Aging infrastructure concerns are not limited to America's highways, bridges and dams. Today, crumbling, overcrowded prisons and jails nationwide are bursting at the seams -- literally -- leaking environmentally dangerous effluents not just inside prisons, but also into local rivers, water tables and community water supplies. Because prisons are inherently detested and ignored institutions, the hidden menace of pollution from them has stayed below the radar. In this report, PLN exposes the magnitude and extent of the problem from data collected over the past several years from seventeen states.

Alabama

The Alabama Department of Corrections (ADOC) has been ignoring complaints of wastewater pollution from its prisons since 1991. Back then, the problem was limited to leaking sewage from the St. Clair prison. Although the Alabama Legislature promised to provide the $2.3 million needed to build a new wastewater treatment plant that would match St. Clair?s vastly expanded population, no money has been appropriated.

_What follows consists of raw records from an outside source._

//! Read-only access to the source chat.db
//!
//! The source database is externally owned and may be written concurrently
//! by the Messages application. Connections are opened read-only with no
//! locking imposed, which trades blocking for possibly slightly stale reads.
//! Rows are mapped to typed records immediately after fetch so nothing
//! downstream touches positional indices.

use std::collections::BTreeMap;
use std::path::{Path, PathBuf};

use chrono::{Local, TimeZone};
use rusqlite::{params, Connection, OpenFlags, Row};
use tracing::debug;

use crate::error::{ChatPrepError, Result};
use crate::models::{RawHandle, RawMessage};

/// Cocoa epoch offset (2001-01-01 in Unix time).
pub const COCOA_EPOCH_OFFSET: i64 = 978_307_200;

/// Timestamp format used throughout the prepared store.
pub const DATE_FMT: &str = "%Y-%m-%d %H:%M:%S";

/// Convert a raw source timestamp to Unix seconds.
///
/// Modern databases store nanoseconds since the Cocoa epoch; pre-High-Sierra
/// databases stored seconds. Magnitude disambiguates the two.
#[must_use]
pub fn cocoa_to_unix(raw: i64) -> i64 {
    let secs = if raw.abs() >= 1_000_000_000_000 {
        raw / 1_000_000_000
    } else {
        raw
    };
    secs + COCOA_EPOCH_OFFSET
}

/// Format a raw source timestamp as a local timestamp string.
#[must_use]
pub fn format_source_date(raw: i64) -> String {
    let unix = cocoa_to_unix(raw);
    Local
        .timestamp_opt(unix, 0)
        .single()
        .map_or_else(String::new, |dt| dt.format(DATE_FMT).to_string())
}

const SELECT_MESSAGES_AFTER: &str = "
SELECT
    m.ROWID,
    m.guid,
    (SELECT cmj.chat_id FROM chat_message_join cmj
     WHERE cmj.message_id = m.ROWID LIMIT 1) AS chat_id,
    m.text,
    m.attributedBody,
    m.date,
    m.is_from_me,
    h.id AS handle,
    COALESCE(m.associated_message_type, 0),
    m.associated_message_guid
FROM message m
LEFT JOIN handle h ON m.handle_id = h.ROWID
WHERE m.ROWID > ?1
ORDER BY m.ROWID ASC
LIMIT ?2
";

const SELECT_HANDLES_AFTER: &str = "
SELECT h.ROWID, h.id
FROM handle h
WHERE h.ROWID > ?1
ORDER BY h.ROWID ASC
LIMIT ?2
";

const SELECT_CHAT_PARTICIPANTS: &str = "
SELECT chj.chat_id, h.id
FROM chat_handle_join chj
JOIN handle h ON h.ROWID = chj.handle_id
ORDER BY chj.chat_id
";

const SELECT_ALL_CHAT_IDS: &str = "SELECT c.ROWID FROM chat c ORDER BY c.ROWID";

const SELECT_CHAT_NAMES: &str = "
SELECT c.ROWID, c.display_name
FROM chat c
WHERE c.display_name IS NOT NULL AND c.display_name != ''
";

const SELECT_MAX_DATE: &str = "SELECT MAX(m.date) FROM message m";

const SELECT_MAX_ROWID: &str = "SELECT MAX(m.ROWID) FROM message m";

/// Read-only handle on the source chat.db.
pub struct SourceStore {
    conn: Connection,
    path: PathBuf,
}

impl SourceStore {
    /// Open the source database read-only.
    ///
    /// A missing or unreadable path surfaces as
    /// [`ChatPrepError::SourceUnavailable`] so callers can distinguish "no
    /// accessible source" from query failures.
    pub fn open(path: &Path) -> Result<Self> {
        Self::open_with_timeout(path, std::time::Duration::from_secs(5))
    }

    /// Open with an explicit busy timeout for contended reads.
    pub fn open_with_timeout(path: &Path, busy_timeout: std::time::Duration) -> Result<Self> {
        if !path.is_file() {
            return Err(ChatPrepError::SourceUnavailable(path.to_path_buf()));
        }
        let conn = Connection::open_with_flags(
            path,
            OpenFlags::SQLITE_OPEN_READ_ONLY | OpenFlags::SQLITE_OPEN_NO_MUTEX,
        )
        .map_err(|_| ChatPrepError::SourceUnavailable(path.to_path_buf()))?;
        conn.busy_timeout(busy_timeout)?;

        Ok(Self {
            conn,
            path: path.to_path_buf(),
        })
    }

    /// Path this store was opened from.
    #[must_use]
    pub fn path(&self) -> &Path {
        &self.path
    }

    /// Fetch message rows with ROWID strictly greater than `after_rowid`,
    /// ascending, at most `limit` rows.
    pub fn messages_after(&self, after_rowid: i64, limit: usize) -> Result<Vec<RawMessage>> {
        let mut stmt = self.conn.prepare_cached(SELECT_MESSAGES_AFTER)?;
        let rows = stmt.query_map(params![after_rowid, limit as i64], map_raw_message)?;

        let mut messages = Vec::new();
        for row in rows {
            messages.push(row?);
        }
        debug!(after_rowid, count = messages.len(), "fetched source messages");
        Ok(messages)
    }

    /// Fetch handle rows with ROWID strictly greater than `after_rowid`.
    pub fn handles_after(&self, after_rowid: i64, limit: usize) -> Result<Vec<RawHandle>> {
        let mut stmt = self.conn.prepare_cached(SELECT_HANDLES_AFTER)?;
        let rows = stmt.query_map(params![after_rowid, limit as i64], |row| {
            Ok(RawHandle {
                rowid: row.get(0)?,
                identifier: row.get(1)?,
            })
        })?;

        let mut handles = Vec::new();
        for row in rows {
            handles.push(row?);
        }
        Ok(handles)
    }

    /// Full `(chat id, participant handles)` relation.
    ///
    /// Every chat appears in the result, including chats with no membership
    /// rows, so the canonicalizer can assign each one a group.
    pub fn chat_participants(&self) -> Result<BTreeMap<i64, Vec<String>>> {
        let mut participants: BTreeMap<i64, Vec<String>> = BTreeMap::new();

        let mut chat_stmt = self.conn.prepare_cached(SELECT_ALL_CHAT_IDS)?;
        let chat_ids = chat_stmt.query_map([], |row| row.get::<_, i64>(0))?;
        for chat_id in chat_ids {
            participants.entry(chat_id?).or_default();
        }

        let mut stmt = self.conn.prepare_cached(SELECT_CHAT_PARTICIPANTS)?;
        let rows = stmt.query_map([], |row| {
            Ok((row.get::<_, i64>(0)?, row.get::<_, String>(1)?))
        })?;
        for row in rows {
            let (chat_id, handle) = row?;
            participants.entry(chat_id).or_default().push(handle);
        }

        Ok(participants)
    }

    /// Explicit display names set on source chats, keyed by chat id.
    pub fn chat_display_names(&self) -> Result<BTreeMap<i64, String>> {
        let mut stmt = self.conn.prepare_cached(SELECT_CHAT_NAMES)?;
        let rows = stmt.query_map([], |row| {
            Ok((row.get::<_, i64>(0)?, row.get::<_, String>(1)?))
        })?;

        let mut names = BTreeMap::new();
        for row in rows {
            let (chat_id, name) = row?;
            names.insert(chat_id, name);
        }
        Ok(names)
    }

    /// Most recent message timestamp in the source, formatted, if any
    /// messages exist. Used by callers to compute staleness.
    pub fn max_message_date(&self) -> Result<Option<String>> {
        let raw: Option<i64> = self.conn.query_row(SELECT_MAX_DATE, [], |row| row.get(0))?;
        Ok(raw.map(format_source_date))
    }

    /// Highest message ROWID in the source, zero when the table is empty.
    /// Compared against the prepared checkpoint to detect an index that has
    /// fallen behind.
    pub fn max_message_rowid(&self) -> Result<i64> {
        let max: Option<i64> = self.conn.query_row(SELECT_MAX_ROWID, [], |row| row.get(0))?;
        Ok(max.unwrap_or(0))
    }
}

/// Map a source row to a typed `RawMessage`.
fn map_raw_message(row: &Row) -> rusqlite::Result<RawMessage> {
    Ok(RawMessage {
        rowid: row.get(0)?,
        guid: row.get(1)?,
        chat_id: row.get(2)?,
        text: row.get(3)?,
        body: row.get(4)?,
        date: row.get(5)?,
        is_from_me: row.get::<_, i64>(6)? != 0,
        handle: row.get(7)?,
        associated_type: row.get(8)?,
        associated_guid: row.get(9)?,
    })
}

Today, the problem has grown statewide and includes pollution from ADOC's Draper, Elmore, Fountain/Holman, Limestone prisons and the Farcquhar Cattle Ranch and Red Eagle Honor Farm. The problem has drawn the ire of the private watchdog group, Black Warrior Riverkeeper (BWR) and of the state Attorney General (AG), both of whom have filed lawsuits against ADOC. The AG's office claims ADOC is violating the Alabama Water Pollution Control Act (Act) by dumping raw sewage into Little Canoe Creek, from which it flows into the Coosa River. The AG has demanded that ADOC fix the problems and pay fines for the damage they have caused. All parties acknowledge that the problems stem from ADOC's doubling of its population to 28,000, while the wastewater treatment facilities were designed for less than half that number.

The environmental damage is huge. ADOC is pumping extremely high levels of toxic ammonia, fecal coliform, viruses, and parasites into local streams and rivers. When raw sewage hits clean water, it sucks up the available dissolved oxygen to aid decomposition. But in so doing, it asphyxiates aquatic plants and animals that depend on that oxygen.
Telltale disaster signs include rising water temperatures and the appearance of algae blooms. The pollution renders public waterways unfit for human recreation as well.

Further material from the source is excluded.